Where your users are determines which data protection laws apply. GDPR applies to processing personal data of EU residents. The UK GDPR applies to UK residents. Australia's Privacy Act applies to personal data of Australians processed by organisations with Australian turnover above $3M, and to all organisations that process health data. If you have users in any of these jurisdictions, the relevant data protection law applies to your product.

What your AI does determines whether you are in EU AI Act scope and at what risk level. Annex III lists the high-risk categories: biometric identification, critical infrastructure, education, employment, essential services (credit, insurance, social benefits), law enforcement, migration, and justice. If your AI is used by customers in any of these categories, you may be a provider of high-risk AI with obligations under the EU AI Act even if you did not think of your product as "high-risk AI."

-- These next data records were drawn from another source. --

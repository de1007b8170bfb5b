use serde::{Deserialize, Serialize};

#[derive(Debug, Clone, Copy, PartialEq, Eq, PartialOrd, Ord, Hash, Serialize, Deserialize)]
#[serde(rename_all = "lowercase")]
pub enum HazardKind {
    Bird,
    Drone,
    Debris,
    Vehicle,
}

impl HazardKind {
    pub const ALL: [HazardKind; 4] = [
        HazardKind::Bird,
        HazardKind::Drone,
        HazardKind::Debris,
        HazardKind::Vehicle,
    ];

    pub fn as_str(&self) -> &'static str {
        match self {
            HazardKind::Bird => "bird",
            HazardKind::Drone => "drone",
            HazardKind::Debris => "debris",
            HazardKind::Vehicle => "vehicle",
        }
    }

    /// Plural label used by the type select ("Birds", "Drones", ...)
    pub fn plural_title(&self) -> &'static str {
        match self {
            HazardKind::Bird => "Birds",
            HazardKind::Drone => "Drones",
            HazardKind::Debris => "Debris",
            HazardKind::Vehicle => "Vehicles",
        }
    }

    /// Single-cell glyph standing in for the type icon
    pub fn glyph(&self) -> char {
        match self {
            HazardKind::Bird => 'B',
            HazardKind::Drone => 'D',
            HazardKind::Debris => 'F',
            HazardKind::Vehicle => 'V',
        }
    }

    pub fn parse(value: &str) -> Option<Self> {
        match value.trim().to_lowercase().as_str() {
            "bird" | "birds" => Some(HazardKind::Bird),
            "drone" | "drones" | "uav" => Some(HazardKind::Drone),
            "debris" | "fod" => Some(HazardKind::Debris),
            "vehicle" | "vehicles" => Some(HazardKind::Vehicle),
            _ => None,
        }
    }
}

#[derive(Debug, Clone, Copy, PartialEq, Eq, PartialOrd, Ord, Hash, Serialize, Deserialize)]
#[serde(rename_all = "lowercase")]
pub enum Severity {
    Low,
    Medium,
    High,
    Critical,
}

impl Severity {
    /// Order used by the severity select: most severe first
    pub const ALL: [Severity; 4] = [
        Severity::Critical,
        Severity::High,
        Severity::Medium,
        Severity::Low,
    ];

    pub fn as_str(&self) -> &'static str {
        match self {
            Severity::Low => "low",
            Severity::Medium => "medium",
            Severity::High => "high",
            Severity::Critical => "critical",
        }
    }

    pub fn title(&self) -> &'static str {
        match self {
            Severity::Low => "Low",
            Severity::Medium => "Medium",
            Severity::High => "High",
            Severity::Critical => "Critical",
        }
    }

    pub fn parse(value: &str) -> Option<Self> {
        match value.trim().to_lowercase().as_str() {
            "low" => Some(Severity::Low),
            "medium" | "med" => Some(Severity::Medium),
            "high" => Some(Severity::High),
            "critical" | "crit" => Some(Severity::Critical),
            _ => None,
        }
    }
}

#[derive(Debug, Clone, Copy, PartialEq, Eq, PartialOrd, Ord, Hash, Serialize, Deserialize)]
#[serde(rename_all = "lowercase")]
pub enum HazardStatus {
    Detected,
    Tracking,
    Resolved,
}

impl HazardStatus {
    pub const ALL: [HazardStatus; 3] = [
        HazardStatus::Detected,
        HazardStatus::Tracking,
        HazardStatus::Resolved,
    ];

    pub fn as_str(&self) -> &'static str {
        match self {
            HazardStatus::Detected => "detected",
            HazardStatus::Tracking => "tracking",
            HazardStatus::Resolved => "resolved",
        }
    }

    pub fn title(&self) -> &'static str {
        match self {
            HazardStatus::Detected => "Detected",
            HazardStatus::Tracking => "Tracking",
            HazardStatus::Resolved => "Resolved",
        }
    }

    pub fn parse(value: &str) -> Option<Self> {
        match value.trim().to_lowercase().as_str() {
            "detected" | "detect" | "new" => Some(HazardStatus::Detected),
            "tracking" | "track" => Some(HazardStatus::Tracking),
            "resolved" | "resolve" | "done" => Some(HazardStatus::Resolved),
            _ => None,
        }
    }
}

#[derive(Debug, Clone, Copy, PartialEq, Eq, PartialOrd, Ord, Hash, Serialize, Deserialize)]
#[serde(rename_all = "lowercase")]
pub enum CameraStatus {
    Online,
    Offline,
    Maintenance,
}

impl CameraStatus {
    pub const ALL: [CameraStatus; 3] = [
        CameraStatus::Online,
        CameraStatus::Offline,
        CameraStatus::Maintenance,
    ];

    pub fn as_str(&self) -> &'static str {
        match self {
            CameraStatus::Online => "online",
            CameraStatus::Offline => "offline",
            CameraStatus::Maintenance => "maintenance",
        }
    }

    pub fn title(&self) -> &'static str {
        match self {
            CameraStatus::Online => "Online",
            CameraStatus::Offline => "Offline",
            CameraStatus::Maintenance => "Maintenance",
        }
    }

    pub fn parse(value: &str) -> Option<Self> {
        match value.trim().to_lowercase().as_str() {
            "online" | "on" | "up" => Some(CameraStatus::Online),
            "offline" | "off" | "down" => Some(CameraStatus::Offline),
            "maintenance" | "maint" => Some(CameraStatus::Maintenance),
            _ => None,
        }
    }
}

#[derive(Debug, Clone, PartialEq, Eq, Serialize, Deserialize)]
pub struct Hazard {
    pub id: String,
    #[serde(rename = "type")]
    pub kind: HazardKind,
    /// Detector confidence in percent, 0..=100
    pub confidence: u8,
    pub location: String,
    /// Id of the camera that reported the detection
    pub camera: String,
    pub timestamp: String,
    pub severity: Severity,
    pub status: HazardStatus,
}

impl Hazard {
    pub fn is_active(&self) -> bool {
        self.status != HazardStatus::Resolved
    }
}

#[derive(Debug, Clone, PartialEq, Eq, Serialize, Deserialize)]
pub struct Camera {
    pub id: String,
    pub name: String,
    pub location: String,
    pub status: CameraStatus,
    /// Hazard count as reported by the camera feed. Not derived from the hazard list.
    pub hazards: u32,
    #[serde(rename = "lastUpdate")]
    pub last_update: String,
}

#[derive(Debug, Clone, PartialEq, Eq, Serialize, Deserialize)]
pub struct Alert {
    pub id: String,
    pub title: String,
    pub message: String,
    pub severity: Severity,
    pub timestamp: String,
    pub acknowledged: bool,
}

#[derive(Debug, Clone, PartialEq, Eq, Serialize, Deserialize)]
pub struct HourlySample {
    pub hour: String,
    pub birds: u32,
    pub drones: u32,
    pub debris: u32,
}

#[derive(Debug, Clone, PartialEq, Eq, Serialize, Deserialize)]
pub struct RiskSample {
    pub time: String,
    pub score: u8,
}

#[derive(Debug, Clone, Copy, PartialEq, Eq, Serialize, Deserialize)]
pub struct RiskSnapshot {
    pub score: u8,
    pub delta_from_avg: i16,
}

#[derive(Debug, Clone, PartialEq, Serialize, Deserialize)]
pub struct HistorySummary {
    pub range_start: String,
    pub range_end: String,
    pub total_detections: u32,
    pub avg_confidence: u8,
    pub critical_events: u32,
    pub avg_response_minutes: f32,
}

#[derive(Debug, Clone, PartialEq, Eq, Serialize, Deserialize)]
pub struct Site {
    pub code: String,
    pub name: String,
}

impl Site {
    pub fn display(&self) -> String {
        format!("{} - {}", self.code, self.name)
    }
}

#[cfg(test)]
mod tests {
    use super::*;

    #[test]
    fn test_enum_parse_aliases() {
        assert_eq!(HazardKind::parse("Birds"), Some(HazardKind::Bird));
        assert_eq!(HazardKind::parse("uav"), Some(HazardKind::Drone));
        assert_eq!(Severity::parse("CRIT"), Some(Severity::Critical));
        assert_eq!(HazardStatus::parse("track"), Some(HazardStatus::Tracking));
        assert_eq!(CameraStatus::parse("maint"), Some(CameraStatus::Maintenance));
        assert_eq!(CameraStatus::parse("rebooting"), None);
    }

    #[test]
    fn test_hazard_serializes_with_wire_names() {
        let hazard = Hazard {
            id: "HZ-900".to_string(),
            kind: HazardKind::Debris,
            confidence: 70,
            location: "Taxiway B".to_string(),
            camera: "CAM-003".to_string(),
            timestamp: "11:00:00".to_string(),
            severity: Severity::Medium,
            status: HazardStatus::Detected,
        };
        let json = serde_json::to_value(&hazard).unwrap();
        assert_eq!(json["type"], "debris");
        assert_eq!(json["severity"], "medium");
        assert_eq!(json["status"], "detected");
    }
}
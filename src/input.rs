//! Keyboard and mouse dispatch

use crossterm::event::{
    KeyCode, KeyEvent, KeyEventKind, KeyModifiers, MouseButton, MouseEvent, MouseEventKind,
};
use ratatui::layout::Rect;

use crate::app::{App, InputMode, Tab};
use crate::core::{Action, Module, NavigateTarget};
use crate::domain::feed::{CameraStatus, HazardStatus};
use crate::ui::layout::{self, rect_contains, row_at};

pub fn handle_key(app: &mut App, key: KeyEvent) {
    if key.kind != KeyEventKind::Press {
        return;
    }

    if app.help_open {
        if matches!(key.code, KeyCode::Char('?') | KeyCode::Esc) {
            app.help_open = false;
        }
        return;
    }

    if app.settings_open {
        if matches!(key.code, KeyCode::Esc | KeyCode::Char('s')) {
            app.settings_open = false;
        }
        return;
    }

    match app.input_mode {
        InputMode::Normal => handle_normal_mode(app, key),
        InputMode::Command => handle_text_input(app, key, App::apply_command),
        InputMode::Search => handle_text_input(app, key, App::apply_search),
    }
}

fn handle_normal_mode(app: &mut App, key: KeyEvent) {
    match (key.code, key.modifiers) {
        (KeyCode::Char('c'), mods) if mods.contains(KeyModifiers::CONTROL) => {
            app.should_quit = true
        }
        (KeyCode::Char('q'), _) => app.should_quit = true,
        (KeyCode::Char('?'), _) => app.help_open = true,
        (KeyCode::Char('s'), _) => app.settings_open = true,
        (KeyCode::Char(':'), _) => app.enter_command(),
        (KeyCode::Char('/'), _) => app.enter_search(),
        (KeyCode::Char(' '), _) => app.toggle_pause(),
        (KeyCode::Char('['), _) => app.cycle_tab(false),
        (KeyCode::Char(']'), _) => app.cycle_tab(true),
        (KeyCode::Char(c), _) if Tab::ALL.iter().any(|t| t.shortcut() == c) => {
            if let Some(tab) = Tab::ALL.iter().find(|t| t.shortcut() == c) {
                app.set_tab(*tab);
            }
        }
        (KeyCode::Char('y'), _) => {
            let action = app.copy_selection();
            app.apply_action(action);
        }
        _ => handle_view_key(app, key),
    }
}

fn handle_view_key(app: &mut App, key: KeyEvent) {
    match app.current_tab {
        Tab::Dashboard => {
            log::trace!("{} key {:?}", app.dashboard.id(), key.code);
            let action = app.dashboard.handle_key(key, &mut app.ctx);
            app.apply_action(action);
        }
        Tab::Cameras => match key.code {
            KeyCode::Down | KeyCode::Char('j') => app.move_cursor(true),
            KeyCode::Up | KeyCode::Char('k') => app.move_cursor(false),
            KeyCode::Char('S') => {
                app.filters.cycle_camera_status();
                app.clamp_cursors();
            }
            _ => {}
        },
        Tab::Hazards => {
            let action = match key.code {
                KeyCode::Down | KeyCode::Char('j') => {
                    app.move_cursor(true);
                    Action::None
                }
                KeyCode::Up | KeyCode::Char('k') => {
                    app.move_cursor(false);
                    Action::None
                }
                KeyCode::Char('T') => {
                    app.filters.cycle_kind();
                    app.clamp_cursors();
                    Action::None
                }
                KeyCode::Char('L') => {
                    app.filters.cycle_severity();
                    app.clamp_cursors();
                    Action::None
                }
                KeyCode::Char('S') => {
                    app.filters.cycle_status();
                    app.clamp_cursors();
                    Action::None
                }
                KeyCode::Enter => cursor_action(app, |id| {
                    Action::Navigate(NavigateTarget::Hazard(id))
                }),
                KeyCode::Char('t') => cursor_action(app, |id| {
                    Action::SetHazardStatus(id, HazardStatus::Tracking)
                }),
                KeyCode::Char('x') => cursor_action(app, |id| {
                    Action::SetHazardStatus(id, HazardStatus::Resolved)
                }),
                KeyCode::Char('v') => cursor_action(app, Action::ViewFeed),
                _ => Action::None,
            };
            app.apply_action(action);
        }
        Tab::History => {}
    }
}

fn cursor_action(app: &App, make: impl FnOnce(String) -> Action) -> Action {
    app.cursor_hazard_id().map(make).unwrap_or(Action::None)
}

fn handle_text_input(app: &mut App, key: KeyEvent, apply: fn(&mut App)) {
    match key.code {
        KeyCode::Esc => app.exit_input(),
        KeyCode::Enter => apply(app),
        KeyCode::Backspace => {
            app.command.input.pop();
        }
        KeyCode::Char(ch) => {
            if key.modifiers.contains(KeyModifiers::CONTROL) {
                return;
            }
            app.command.input.push(ch);
        }
        _ => {}
    }
}

/// `size` is the full terminal area the frame was drawn into
pub fn handle_mouse(app: &mut App, mouse: MouseEvent, size: Rect) {
    if app.help_open || app.settings_open || app.input_mode != InputMode::Normal {
        return;
    }
    let col = mouse.column;
    let row = mouse.row;

    match mouse.kind {
        MouseEventKind::Down(MouseButton::Left) => handle_click(app, size, col, row),
        MouseEventKind::ScrollUp => handle_scroll(app, size, col, row, false),
        MouseEventKind::ScrollDown => handle_scroll(app, size, col, row, true),
        _ => {}
    }
}

fn handle_scroll(app: &mut App, size: Rect, col: u16, row: u16, forward: bool) {
    let areas = layout::areas(size);
    if rect_contains(areas.sidebar_nav, col, row) {
        app.cycle_tab(forward);
        return;
    }
    if !rect_contains(areas.main, col, row) {
        return;
    }
    if app.current_tab == Tab::Dashboard {
        let code = if forward { KeyCode::Down } else { KeyCode::Up };
        let action = app
            .dashboard
            .handle_key(KeyEvent::new(code, KeyModifiers::NONE), &mut app.ctx);
        app.apply_action(action);
    } else {
        app.move_cursor(forward);
    }
}

fn handle_click(app: &mut App, size: Rect, col: u16, row: u16) {
    let areas = layout::areas(size);

    if rect_contains(areas.sidebar_nav, col, row) {
        let tab = row_at(areas.sidebar_nav, col, row, 0).and_then(|i| Tab::ALL.get(i).copied());
        if let Some(tab) = tab {
            app.set_tab(tab);
        }
        return;
    }
    if !rect_contains(areas.main, col, row) {
        return;
    }

    match app.current_tab {
        Tab::Dashboard => click_dashboard(app, areas.main, col, row),
        Tab::Cameras => click_cameras(app, areas.main, col, row),
        Tab::Hazards => click_hazards(app, areas.main, col, row),
        Tab::History => {}
    }
}

fn click_dashboard(app: &mut App, main: Rect, col: u16, row: u16) {
    let areas = layout::dashboard_areas(main);
    if let Some(idx) = row_at(areas.hazards, col, row, 1) {
        let action = app.dashboard.click_hazard_row(idx, &app.ctx);
        app.apply_action(action);
    } else if let Some(idx) = row_at(areas.alerts, col, row, 0) {
        app.dashboard.click_alert_row(idx, &app.ctx);
    }
}

fn click_cameras(app: &mut App, main: Rect, col: u16, row: u16) {
    let areas = layout::camera_areas(main);

    let chips = [
        None,
        Some(CameraStatus::Online),
        Some(CameraStatus::Offline),
        Some(CameraStatus::Maintenance),
    ];
    let slots = layout::filter_slots(areas.chips, chips.len() as u32);
    if let Some(idx) = slots.iter().position(|slot| rect_contains(*slot, col, row)) {
        app.filters.camera_status = chips[idx];
        app.clamp_cursors();
        return;
    }

    let cards = layout::camera_grid(areas.grid, app.visible_cameras().len());
    if let Some(idx) = cards.iter().position(|card| rect_contains(*card, col, row)) {
        app.set_cursor(idx);
    }
}

fn click_hazards(app: &mut App, main: Rect, col: u16, row: u16) {
    let areas = layout::list_areas(main);

    let slots = layout::filter_slots(areas.filters, 3);
    if let Some(idx) = slots.iter().position(|slot| rect_contains(*slot, col, row)) {
        match idx {
            0 => app.filters.cycle_kind(),
            1 => app.filters.cycle_severity(),
            _ => app.filters.cycle_status(),
        }
        app.clamp_cursors();
        return;
    }

    let Some(row_idx) = row_at(areas.list, col, row, 1) else {
        return;
    };
    // rows below the header; the table scrolls to keep the cursor visible
    let visible_height = usize::from(layout::rect_inner(areas.list).height.saturating_sub(1)).max(1);
    let offset = if app.hazard_cursor >= visible_height {
        app.hazard_cursor + 1 - visible_height
    } else {
        0
    };
    let clicked = offset + row_idx;
    let id = app.visible_hazards().get(clicked).map(|h| h.id.clone());
    if let Some(id) = id {
        app.set_cursor(clicked);
        app.apply_action(Action::Navigate(NavigateTarget::Hazard(id)));
    }
}

#[cfg(test)]
mod tests {
    use super::*;
    use crate::config::RuntimeConfig;
    use crate::domain::feed::Feed;

    fn app() -> App {
        App::new(RuntimeConfig::default(), Feed::sample())
    }

    fn press(app: &mut App, code: KeyCode) {
        handle_key(app, KeyEvent::new(code, KeyModifiers::NONE));
    }

    fn click(app: &mut App, col: u16, row: u16) {
        let mouse = MouseEvent {
            kind: MouseEventKind::Down(MouseButton::Left),
            column: col,
            row,
            modifiers: KeyModifiers::NONE,
        };
        handle_mouse(app, mouse, Rect::new(0, 0, 140, 48));
    }

    #[test]
    fn test_number_keys_switch_tabs() {
        let mut app = app();
        press(&mut app, KeyCode::Char('4'));
        assert_eq!(app.current_tab, Tab::History);
        press(&mut app, KeyCode::Char(']'));
        assert_eq!(app.current_tab, Tab::Dashboard);
    }

    #[test]
    fn test_help_swallows_keys() {
        let mut app = app();
        press(&mut app, KeyCode::Char('?'));
        press(&mut app, KeyCode::Char('3'));
        assert_eq!(app.current_tab, Tab::Dashboard);
        press(&mut app, KeyCode::Esc);
        assert!(!app.help_open);
    }

    #[test]
    fn test_typed_command_runs_on_enter() {
        let mut app = app();
        press(&mut app, KeyCode::Char(':'));
        for ch in "tab hist".chars() {
            press(&mut app, KeyCode::Char(ch));
        }
        press(&mut app, KeyCode::Enter);
        assert_eq!(app.current_tab, Tab::History);
        assert_eq!(app.input_mode, InputMode::Normal);
        assert_eq!(app.command.last.as_deref(), Some("tab hist"));
    }

    #[test]
    fn test_escape_cancels_search() {
        let mut app = app();
        press(&mut app, KeyCode::Char('/'));
        press(&mut app, KeyCode::Char('x'));
        press(&mut app, KeyCode::Esc);
        assert!(app.filters.search.is_none());
        assert_eq!(app.input_mode, InputMode::Normal);
    }

    #[test]
    fn test_click_sidebar_nav_switches_tab() {
        let mut app = app();
        // logo on rows 0-2, nav border on row 3, entries from row 4
        click(&mut app, 4, 5);
        assert_eq!(app.current_tab, Tab::Cameras);
    }

    #[test]
    fn test_click_dashboard_row_selects_hazard() {
        let mut app = app();
        let size = Rect::new(0, 0, 140, 48);
        let table = layout::dashboard_areas(layout::areas(size).main).hazards;
        // border + header, then the third row
        click(&mut app, table.x + 4, table.y + 4);
        assert_eq!(app.selected_hazard.as_deref(), Some("HZ-003"));
    }
}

How sector regulation cascades to you

This is the piece most founders miss. If you sell to financial services companies, their AI governance obligations — set by APRA, the FCA, MAS, or the Fed — flow down to you through procurement requirements. An APRA-regulated bank buying your AI product will ask you for documentation that their prudential supervisor expects them to hold about the AI systems they use. If you cannot provide that documentation, you lose the deal. Understanding what your customers' regulators require from their AI vendors gives you a significant competitive advantage in enterprise sales to regulated sectors.